Submitted by Susan on Mon, 04/17/2006 - 2:04pm.

So it's come to this.

Omaha's troubled urban school district is now poised, with the blessing of Nebraska's legislature and governor, to divide itself into three separate districts -- one mostly black, one mostly hispanic, and one mostly white. And the man behind it is the state's one-and-only black lawmaker, State Sen. Ernie Chambers of Omaha.

How Omaha and Nebraska have wound up here is a fascinating and complicated story, with lessons for every struggling majority-minority urban district in this country. And thoughtful Nebraskans have a lot to say about it.

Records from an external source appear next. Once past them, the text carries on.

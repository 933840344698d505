//! Runtime parsing of Mongo-style filter documents.
//!
//! # Supported Syntax
//!
//! | Syntax | Example |
//! |--------|---------|
//! | Implicit `$eq` | `{"name": "Alice"}` |
//! | Explicit operator | `{"age": {"$gte": 18}}` |
//! | Several operators on one field | `{"age": {"$gte": 18, "$lt": 65}}` |
//! | Multiple fields | `{"a": 1, "b": 2}` (implicit AND) |
//! | `$and` / `$or` / `$nor` | `{"$or": [{...}, {...}]}` |
//! | `$not` | `{"$not": {...}}` |
//! | `$in` / `$nin` | `{"status": {"$in": ["a", "b"]}}` |
//! | `$exists` | `{"email": {"$exists": true}}` |
//!
//! An empty document is the match-all filter and parses to `None`.

use super::types::{CompoundFilter, Document, Filter, FilterExpr, Operator};
use serde_json::Value;
use thiserror::Error;

/// Error type for filter document parsing.
#[derive(Debug, Clone, PartialEq, Eq, Error)]
#[non_exhaustive]
pub enum ParseError {
    /// Unknown operator (e.g., `$foo`).
    #[error("unknown operator '{0}'")]
    UnknownOperator(String),
    /// Expected an object but got something else.
    #[error("expected a filter object")]
    ExpectedObject,
    /// Expected an array but got something else.
    #[error("expected an array of filter objects")]
    ExpectedArray,
    /// Field name is empty.
    #[error("field name cannot be empty")]
    EmptyFieldName,
    /// An operator object mixes `$`-prefixed and plain keys.
    #[error("operator object for field '{0}' mixes operators and plain keys")]
    MixedOperatorObject(String),
    /// Invalid operator value type.
    #[error("operator '{op}' expects {expected}")]
    InvalidOperatorValue {
        /// The operator that had the wrong value type.
        op: String,
        /// Description of what was expected.
        expected: &'static str,
    },
}

impl Operator {
    /// Parse from Mongo-style operator string (e.g., "$eq", "$gte").
    ///
    /// Accepts both with and without the `$` prefix.
    ///
    /// ```
    /// use pagejump::Operator;
    ///
    /// assert_eq!(Operator::from_mongo("$eq"), Some(Operator::Eq));
    /// assert_eq!(Operator::from_mongo("gte"), Some(Operator::Gte));
    /// assert_eq!(Operator::from_mongo("$unknown"), None);
    /// ```
    #[must_use]
    pub fn from_mongo(s: &str) -> Option<Self> {
        let s = s.strip_prefix('$').unwrap_or(s);

        match s {
            "eq" => Some(Self::Eq),
            "ne" => Some(Self::Ne),
            "gt" => Some(Self::Gt),
            "gte" => Some(Self::Gte),
            "lt" => Some(Self::Lt),
            "lte" => Some(Self::Lte),
            "in" => Some(Self::In),
            "nin" => Some(Self::NotIn),
            "exists" => Some(Self::Exists),
            _ => None,
        }
    }
}

impl FilterExpr {
    /// Parse a Mongo-style filter document.
    ///
    /// Returns `Ok(None)` for the empty (match-all) document.
    ///
    /// ```
    /// use pagejump::FilterExpr;
    /// use serde_json::json;
    ///
    /// let filter = FilterExpr::from_document(&json!({"name": "Alice", "age": {"$gte": 18}}))
    ///     .unwrap()
    ///     .unwrap();
    /// assert!(matches!(filter, FilterExpr::Compound(_)));
    /// ```
    pub fn from_document(json: &Value) -> Result<Option<Self>, ParseError> {
        let obj = match json {
            Value::Object(o) => o,
            _ => return Err(ParseError::ExpectedObject),
        };
        parse_object(obj)
    }
}

fn parse_object(obj: &Document) -> Result<Option<FilterExpr>, ParseError> {
    let mut filters = Vec::new();

    for (key, value) in obj {
        if key.is_empty() {
            return Err(ParseError::EmptyFieldName);
        }

        if key.starts_with('$') {
            match key.as_str() {
                "$and" => filters.push(FilterExpr::Compound(CompoundFilter::and(
                    parse_filter_array(value)?,
                ))),
                "$or" => filters.push(FilterExpr::Compound(CompoundFilter::or(
                    parse_filter_array(value)?,
                ))),
                "$nor" => filters.push(FilterExpr::Compound(CompoundFilter::nor(
                    parse_filter_array(value)?,
                ))),
                "$not" => {
                    if let Some(inner) = FilterExpr::from_document(value)? {
                        filters.push(FilterExpr::Compound(CompoundFilter::not(inner)));
                    }
                },
                _ => return Err(ParseError::UnknownOperator(key.clone())),
            }
        } else {
            filters.extend(parse_field_filter(key, value)?);
        }
    }

    // Combine multiple filters with implicit AND
    Ok(match filters.len() {
        0 => None,
        1 => filters.pop(),
        _ => Some(FilterExpr::Compound(CompoundFilter::and(filters))),
    })
}

/// Parse an array of filter expressions (for $and/$or/$nor).
fn parse_filter_array(json: &Value) -> Result<Vec<FilterExpr>, ParseError> {
    let arr = match json {
        Value::Array(a) => a,
        _ => return Err(ParseError::ExpectedArray),
    };

    let mut out = Vec::with_capacity(arr.len());
    for item in arr {
        if let Some(expr) = FilterExpr::from_document(item)? {
            out.push(expr);
        }
    }
    Ok(out)
}

/// Parse a field filter: `{"$op": value, ...}` or just `value` (implicit $eq).
fn parse_field_filter(field: &str, value: &Value) -> Result<Vec<FilterExpr>, ParseError> {
    if let Value::Object(obj) = value {
        let operator_keys = obj.keys().filter(|k| k.starts_with('$')).count();
        if operator_keys > 0 {
            if operator_keys != obj.len() {
                return Err(ParseError::MixedOperatorObject(field.to_string()));
            }
            return obj
                .iter()
                .map(|(op_key, op_value)| {
                    let op = Operator::from_mongo(op_key)
                        .ok_or_else(|| ParseError::UnknownOperator(op_key.clone()))?;
                    check_operator_value(op, op_value)?;
                    Ok(FilterExpr::Simple(Filter::new(field, op, op_value.clone())))
                })
                .collect();
        }
        // Embedded document equality
    }

    Ok(vec![FilterExpr::Simple(Filter::new(
        field,
        Operator::Eq,
        value.clone(),
    ))])
}

/// Validate the operand shape for an operator.
fn check_operator_value(op: Operator, value: &Value) -> Result<(), ParseError> {
    match op {
        Operator::In | Operator::NotIn if !value.is_array() => {
            Err(ParseError::InvalidOperatorValue {
                op: op.as_mongo().to_string(),
                expected: "an array",
            })
        },
        Operator::Exists if !value.is_boolean() => Err(ParseError::InvalidOperatorValue {
            op: op.as_mongo().to_string(),
            expected: "a boolean",
        }),
        _ => Ok(()),
    }
}

#[cfg(test)]
mod tests {
    use super::*;
    use crate::filter::LogicalOp;
    use serde_json::json;

    fn parse(value: &Value) -> FilterExpr {
        FilterExpr::from_document(value).unwrap().unwrap()
    }

    // =========================================================================
    // Operator::from_mongo tests
    // =========================================================================

    #[test]
    fn test_operator_from_mongo_with_prefix() {
        assert_eq!(Operator::from_mongo("$eq"), Some(Operator::Eq));
        assert_eq!(Operator::from_mongo("$ne"), Some(Operator::Ne));
        assert_eq!(Operator::from_mongo("$gt"), Some(Operator::Gt));
        assert_eq!(Operator::from_mongo("$gte"), Some(Operator::Gte));
        assert_eq!(Operator::from_mongo("$lt"), Some(Operator::Lt));
        assert_eq!(Operator::from_mongo("$lte"), Some(Operator::Lte));
        assert_eq!(Operator::from_mongo("$in"), Some(Operator::In));
        assert_eq!(Operator::from_mongo("$nin"), Some(Operator::NotIn));
        assert_eq!(Operator::from_mongo("$exists"), Some(Operator::Exists));
    }

    #[test]
    fn test_operator_round_trips_through_mongo_name() {
        for op in [
            Operator::Eq,
            Operator::Ne,
            Operator::Gt,
            Operator::Gte,
            Operator::Lt,
            Operator::Lte,
            Operator::In,
            Operator::NotIn,
            Operator::Exists,
        ] {
            assert_eq!(Operator::from_mongo(op.as_mongo()), Some(op));
        }
    }

    #[test]
    fn test_operator_from_mongo_unknown() {
        assert_eq!(Operator::from_mongo("$unknown"), None);
        assert_eq!(Operator::from_mongo("$regex"), None);
    }

    // =========================================================================
    // FilterExpr::from_document tests
    // =========================================================================

    #[test]
    fn test_empty_document_is_match_all() {
        assert_eq!(FilterExpr::from_document(&json!({})).unwrap(), None);
    }

    #[test]
    fn test_simple_equality() {
        let filter = parse(&json!({"name": "Alice"}));
        assert!(matches!(
            filter,
            FilterExpr::Simple(Filter { ref field, op: Operator::Eq, ref value })
                if field == "name" && value == &json!("Alice")
        ));
    }

    #[test]
    fn test_explicit_operator() {
        let filter = parse(&json!({"age": {"$gte": 18}}));
        assert!(matches!(
            filter,
            FilterExpr::Simple(Filter { ref field, op: Operator::Gte, .. }) if field == "age"
        ));
    }

    #[test]
    fn test_several_operators_on_one_field() {
        let filter = parse(&json!({"age": {"$gte": 18, "$lt": 65}}));
        let FilterExpr::Compound(compound) = filter else {
            panic!("expected compound filter");
        };
        assert_eq!(compound.op, LogicalOp::And);
        assert_eq!(compound.filters.len(), 2);
    }

    #[test]
    fn test_embedded_document_equality() {
        let filter = parse(&json!({"meta": {"kind": "a"}}));
        assert!(matches!(
            filter,
            FilterExpr::Simple(Filter { op: Operator::Eq, ref value, .. }) if value.is_object()
        ));
    }

    #[test]
    fn test_explicit_or_and_nor() {
        let filter = parse(&json!({"$or": [{"status": "active"}, {"status": "pending"}]}));
        assert!(matches!(
            filter,
            FilterExpr::Compound(CompoundFilter { op: LogicalOp::Or, .. })
        ));

        let filter = parse(&json!({"$nor": [{"deleted": true}]}));
        assert!(matches!(
            filter,
            FilterExpr::Compound(CompoundFilter { op: LogicalOp::Nor, .. })
        ));
    }

    #[test]
    fn test_explicit_not() {
        let filter = parse(&json!({"$not": {"deleted": true}}));
        assert!(matches!(
            filter,
            FilterExpr::Compound(CompoundFilter { op: LogicalOp::Not, .. })
        ));
    }

    #[test]
    fn test_rendered_document_parses_back() {
        let original = json!({"$or": [{"a": {"$gt": 1}}, {"a": 1, "b": {"$lt": 2}}]});
        let expr = parse(&original);
        assert_eq!(expr.to_document(), original);
    }

    // =========================================================================
    // Error cases
    // =========================================================================

    #[test]
    fn test_error_not_object() {
        assert_eq!(
            FilterExpr::from_document(&json!([1, 2, 3])),
            Err(ParseError::ExpectedObject)
        );
    }

    #[test]
    fn test_error_unknown_operator() {
        assert!(matches!(
            FilterExpr::from_document(&json!({"field": {"$foo": 1}})),
            Err(ParseError::UnknownOperator(_))
        ));
        assert!(matches!(
            FilterExpr::from_document(&json!({"$where": "1"})),
            Err(ParseError::UnknownOperator(_))
        ));
    }

    #[test]
    fn test_error_mixed_operator_object() {
        assert!(matches!(
            FilterExpr::from_document(&json!({"age": {"$gt": 1, "plain": 2}})),
            Err(ParseError::MixedOperatorObject(_))
        ));
    }

    #[test]
    fn test_error_in_not_array() {
        assert!(matches!(
            FilterExpr::from_document(&json!({"status": {"$in": "not-array"}})),
            Err(ParseError::InvalidOperatorValue { .. })
        ));
    }

    #[test]
    fn test_error_or_not_array() {
        assert_eq!(
            FilterExpr::from_document(&json!({"$or": {"a": 1}})),
            Err(ParseError::ExpectedArray)
        );
    }
}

In her piece in the Northern Star Online, columnist Jessica King worries about the inherent lesson children will learn from the proposed district set-up... "How can students learn the cultural value of diversity if they're told the school district they belong to is purposely segregated? How are they supposed to learn that the color of their skin is not their most important feature? How are they supposed to learn about and understand other races and ethnicities?"

For his part, Chambers argues passionately that minority children will gain, because districts will be controlled by adults from the same minority, who will have their best interests at heart.

For some insight into how at least two clued-in Nebraska parents feel about the plan, check out this discussion between A’Jamal-Rashad Byndon, an African-American parent of an Omaha student, and Susan Darst Williams, a white parent in the Omaha metro area.

Here's a thoughtful blog about the law, with insight into what's driving Chambers and like-minded minority residents of Omaha.

As with the issues of charter schools and vouchers before this, in Nebraska disgust with decades of educational malpractice seems to be turning into a potent and unpredictable political force, one that finds minorities making common cause with conservative and rural interests to the befuddlement of mainstream observers.